Identification of long non-coding RNAs associated with aberrant LKB1 signaling. Homo sapiens

The LKB1 tumor suppressor gene is frequently mutated and inactivated in many cancers, particularly non-small cell lung carcinoma (NSCLC). LncRNAs are a novel class of gene regulators with newly discovered roles in cancer development and progression. LncRNA involvement in altered LKB1 signaling in lung cancer is currently unknown. To investigate whether lncRNAs contribute to loss of LKB1 tumor suppression in lung tumorigenesis and maintenance, we performed genome-wide lncRNA transcriptional profiling to identify lncRNAs associated with aberrant LKB1 signaling.
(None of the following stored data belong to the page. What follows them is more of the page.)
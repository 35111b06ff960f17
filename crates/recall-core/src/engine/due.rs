//! Due-card selection.

use std::sync::Arc;
use tracing::debug;

use crate::error::{RecallError, RecallResult};
use crate::traits::{CardStore, Clock};
use crate::types::VocabularyCard;

/// Selects the cards a learner should review now.
pub struct DueSelector {
    store: Arc<dyn CardStore>,
    clock: Arc<dyn Clock>,
    default_limit: usize,
    max_limit: usize,
}

impl DueSelector {
    /// Create a selector with the given page bounds.
    pub fn new(
        store: Arc<dyn CardStore>,
        clock: Arc<dyn Clock>,
        default_limit: usize,
        max_limit: usize,
    ) -> Self {
        Self {
            store,
            clock,
            default_limit,
            max_limit,
        }
    }

    /// Resolve a requested page size against the configured bounds.
    pub fn resolve_limit(&self, limit: Option<usize>) -> RecallResult<usize> {
        match limit {
            None => Ok(self.default_limit),
            Some(limit) if (1..=self.max_limit).contains(&limit) => Ok(limit),
            Some(limit) => Err(RecallError::limit_out_of_range(limit, 1, self.max_limit)),
        }
    }

    /// Cards due for `learner_id`, most overdue first, never-scheduled last.
    pub async fn select_due(
        &self,
        learner_id: &str,
        limit: Option<usize>,
    ) -> RecallResult<Vec<VocabularyCard>> {
        let limit = self.resolve_limit(limit)?;
        let now = self.clock.now();

        let cards = self.store.list_due_for_learner(learner_id, now, limit).await?;
        debug!(learner_id, limit, count = cards.len(), "Selected due cards");
        Ok(cards)
    }
}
Overall design: We had 2 sets of experiments. (A) We compared lncRNA expression profiles in 2 groups of lung cancer cell lines, LKB1-null and LKB1-wt, and identified lncRNAs associated with loss of LKB1. LKB1-null (A549, H460) and LKB1-wt (H322, H3123) cells were harvested for isolation of RNA for microarray analysis. (B) We compared lncRNA expression profiles in three groups of cells by transducing LKB1-null A549 NSCLC cells with pBabe-based retroviruses harboring wild-type (wt) LKB1, LKB1 kinase-dead mutant (K78I), or vector control (Ctl). We then identified lncRNAs differentially regulated by LKB1-wt, or LKB1-K78I as compared with vector control cells. Two biological replicates for each sample group were prepared.